New York, June 4, 2026, 16:05 (EDT)
Flex Ltd. shares dropped Thursday, slipping from a recent AI-infrastructure run. The company is taking on a $1.45 billion term loan while it moves more into data-center power systems. Nasdaq had the stock at $159.77, down $2.17, or around 1.3%. Flex has traded between $150.92 and $161.06.
Flex’s new financing hits as the company looks to shake its image as a low-margin electronics assembler. In a June 2 SEC filing, Flex said it signed a senior term loan facility on May 29. The loan is fully funded and matures on Nov. 29, 2027.

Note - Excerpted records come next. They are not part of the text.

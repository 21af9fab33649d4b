// Commit message resolution
//
// Decision table (first matching row wins):
//
// | credentials | static message | plan                      |
// |-------------|----------------|---------------------------|
// | yes         | set            | generate, static fallback |
// | yes         | empty          | generate only             |
// | no          | set            | static only               |
// | no          | empty          | unresolvable              |
//
// A configured static message never short-circuits generation.

use crate::errors::{GenerationError, MessageError};
use crate::llm::client::clean_message;
use std::future::Future;

/// Where a resolved commit message came from
#[derive(Debug, Clone, Copy, PartialEq, Eq)]
pub enum MessageSource {
    Generated,
    /// Static message used because generation failed
    StaticFallback,
    /// Static message used because generation is unavailable
    Static,
}

#[derive(Debug, Clone, PartialEq, Eq)]
pub struct ResolvedMessage {
    pub text: String,
    pub source: MessageSource,
}

/// Resolution strategy chosen before any generation is attempted
#[derive(Debug, Clone, Copy, PartialEq, Eq)]
pub enum MessagePlan {
    GenerateWithFallback,
    GenerateOnly,
    StaticOnly,
    Unavailable,
}

/// Pick the resolution strategy from the decision table
pub fn plan(has_credentials: bool, has_static_message: bool) -> MessagePlan {
    match (has_credentials, has_static_message) {
        (true, true) => MessagePlan::GenerateWithFallback,
        (true, false) => MessagePlan::GenerateOnly,
        (false, true) => MessagePlan::StaticOnly,
        (false, false) => MessagePlan::Unavailable,
    }
}

/// Resolve the commit message for one run
///
/// `generate` is invoked at most once, and only when credentials are present.
/// A generated message that is empty after cleaning counts as a failure.
pub async fn resolve_message<F, Fut>(
    has_credentials: bool,
    static_message: Option<&str>,
    generate: F,
) -> Result<ResolvedMessage, MessageError>
where
    F: FnOnce() -> Fut,
    Fut: Future<Output = Result<String, GenerationError>>,
{
    let static_message = static_message.filter(|m| !m.trim().is_empty());

    match plan(has_credentials, static_message.is_some()) {
        MessagePlan::Unavailable => Err(MessageError::NoSource),
        MessagePlan::StaticOnly => Ok(ResolvedMessage {
            text: static_message.unwrap_or_default().to_string(),
            source: MessageSource::Static,
        }),
        generating => match generated(generate().await) {
            Ok(text) => Ok(ResolvedMessage {
                text,
                source: MessageSource::Generated,
            }),
            Err(err) => match (generating, static_message) {
                (MessagePlan::GenerateWithFallback, Some(fallback)) => {
                    tracing::warn!(error = %err, "Message generation failed, using static message");
                    Ok(ResolvedMessage {
                        text: fallback.to_string(),
                        source: MessageSource::StaticFallback,
                    })
                }
                _ => Err(MessageError::GenerationFailed(err)),
            },
        },
    }
}

fn generated(result: Result<String, GenerationError>) -> Result<String, GenerationError> {
    let text = clean_message(&result?);
    if text.is_empty() {
        Err(GenerationError::EmptyResponse)
    } else {
        Ok(text)
    }
}

#[cfg(test)]
mod tests {
    use super::*;
    use std::sync::atomic::{AtomicUsize, Ordering};

    async fn resolve(
        credentials: bool,
        static_message: Option<&str>,
        outcome: Result<&str, ()>,
        calls: &AtomicUsize,
    ) -> Result<ResolvedMessage, MessageError> {
        resolve_message(credentials, static_message, || async {
            calls.fetch_add(1, Ordering::SeqCst);
            outcome
                .map(str::to_string)
                .map_err(|_| GenerationError::Status(500))
        })
        .await
    }

    #[test]
    fn test_plan_table() {
        assert_eq!(plan(true, true), MessagePlan::GenerateWithFallback);
        assert_eq!(plan(true, false), MessagePlan::GenerateOnly);
        assert_eq!(plan(false, true), MessagePlan::StaticOnly);
        assert_eq!(plan(false, false), MessagePlan::Unavailable);
    }

    #[tokio::test]
    async fn test_credentials_and_static_generation_succeeds() {
        let calls = AtomicUsize::new(0);
        let msg = resolve(true, Some("fallback"), Ok("feat: x"), &calls)
            .await
            .unwrap();
        assert_eq!(msg.text, "feat: x");
        assert_eq!(msg.source, MessageSource::Generated);
        assert_eq!(calls.load(Ordering::SeqCst), 1);
    }

    #[tokio::test]
    async fn test_credentials_and_static_generation_fails() {
        let calls = AtomicUsize::new(0);
        let msg = resolve(true, Some("fallback"), Err(()), &calls)
            .await
            .unwrap();
        assert_eq!(msg.text, "fallback");
        assert_eq!(msg.source, MessageSource::StaticFallback);
        assert_eq!(calls.load(Ordering::SeqCst), 1);
    }

    #[tokio::test]
    async fn test_credentials_no_static_generation_succeeds() {
        let calls = AtomicUsize::new(0);
        let msg = resolve(true, None, Ok("  \"fix: y\"  "), &calls)
            .await
            .unwrap();
        assert_eq!(msg.text, "fix: y");
        assert_eq!(msg.source, MessageSource::Generated);
    }

    #[tokio::test]
    async fn test_credentials_no_static_generation_fails() {
        let calls = AtomicUsize::new(0);
        let result = resolve(true, None, Err(()), &calls).await;
        assert!(matches!(result, Err(MessageError::GenerationFailed(_))));
        assert_eq!(calls.load(Ordering::SeqCst), 1);
    }

    #[tokio::test]
    async fn test_no_credentials_with_static_never_generates() {
        for outcome in [Ok("feat: x"), Err(())] {
            let calls = AtomicUsize::new(0);
            let msg = resolve(false, Some("chore: autosave"), outcome, &calls)
                .await
                .unwrap();
            assert_eq!(msg.text, "chore: autosave");
            assert_eq!(msg.source, MessageSource::Static);
            assert_eq!(calls.load(Ordering::SeqCst), 0);
        }
    }

    #[tokio::test]
    async fn test_no_credentials_no_static_is_unresolvable() {
        for outcome in [Ok("feat: x"), Err(())] {
            let calls = AtomicUsize::new(0);
            let result = resolve(false, None, outcome, &calls).await;
            assert!(matches!(result, Err(MessageError::NoSource)));
            assert_eq!(calls.load(Ordering::SeqCst), 0);
        }
    }

    #[tokio::test]
    async fn test_blank_static_message_counts_as_unset() {
        let calls = AtomicUsize::new(0);
        let result = resolve(false, Some("   "), Ok("feat: x"), &calls).await;
        assert!(matches!(result, Err(MessageError::NoSource)));
    }

    #[tokio::test]
    async fn test_static_message_is_used_as_given() {
        let calls = AtomicUsize::new(0);
        let msg = resolve(false, Some("  wip  "), Ok("feat: x"), &calls)
            .await
            .unwrap();
        assert_eq!(msg.text, "  wip  ");

        let msg = resolve(true, Some("  wip  "), Err(()), &calls)
            .await
            .unwrap();
        assert_eq!(msg.text, "  wip  ");
        assert_eq!(msg.source, MessageSource::StaticFallback);
    }

    #[tokio::test]
    async fn test_empty_generated_message_falls_back() {
        let calls = AtomicUsize::new(0);
        let msg = resolve(true, Some("fallback"), Ok(" '' "), &calls)
            .await
            .unwrap();
        assert_eq!(msg.source, MessageSource::StaticFallback);
    }
}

Flex’s loan refinances a 364-day facility that was used for its buy of Electrical Power Products, according to the filing. The new loan has a floating rate tied to Term SOFR or a base rate. Flex must keep its debt/EBITDA ratio at or below 4.0 times.
Second, the story around the stock has moved quickly. Last month, Flex said it wants to spin off its cloud and power infrastructure arm into its own listed company by early 2027. The company said the move is meant to let investors better value its AI data-center business.
The unit is what Flex traders are watching now. At COMPUTEX in Taipei, Flex showed off a 110 kW power shelf for Nvidia Vera Rubin NVL72 platforms, a 30 kW capacitive energy storage system, and the BMR317 intermediate bus converter. Chris Butler, president of Embedded and Critical Power at Flex, said AI growth is bringing “new demands on data center power infrastructure.” Flex Investor Relations
The rally isn’t just about narrative. Flex posted fiscal 2026 net sales of $27.9 billion and is guiding for fiscal 2027 sales between $32.3 billion and $33.8 billion. CEO Revathi Advaithi cited “disciplined execution and a clear strategy” following the company’s fiscal fourth quarter. PR Newswire
Peers dropped, pointing to broader pressure. Jabil slipped roughly 0.6% late, and Celestica, often tied to AI and supply chains, sank 7.8%. The overall market was mixed. A chip selloff weighed on the Nasdaq, even as the Dow jumped.
Investors seem to be betting on a smooth separation, but Flex hasn’t finished the job yet. The company said the spin-off could hit delays, see extra costs, run into regulatory trouble, miss out on expected tax-free status, or face trouble with customers or staff. The company also listed other execution risks.
Flex is acting like a company in the middle of a shift — it’s a manufacturer, it’s tied to AI hardware, and it’s just taken on some new medium-term debt. The question now is if management can hold orders, keep margins up, and stick to the spin-off plan at the same time.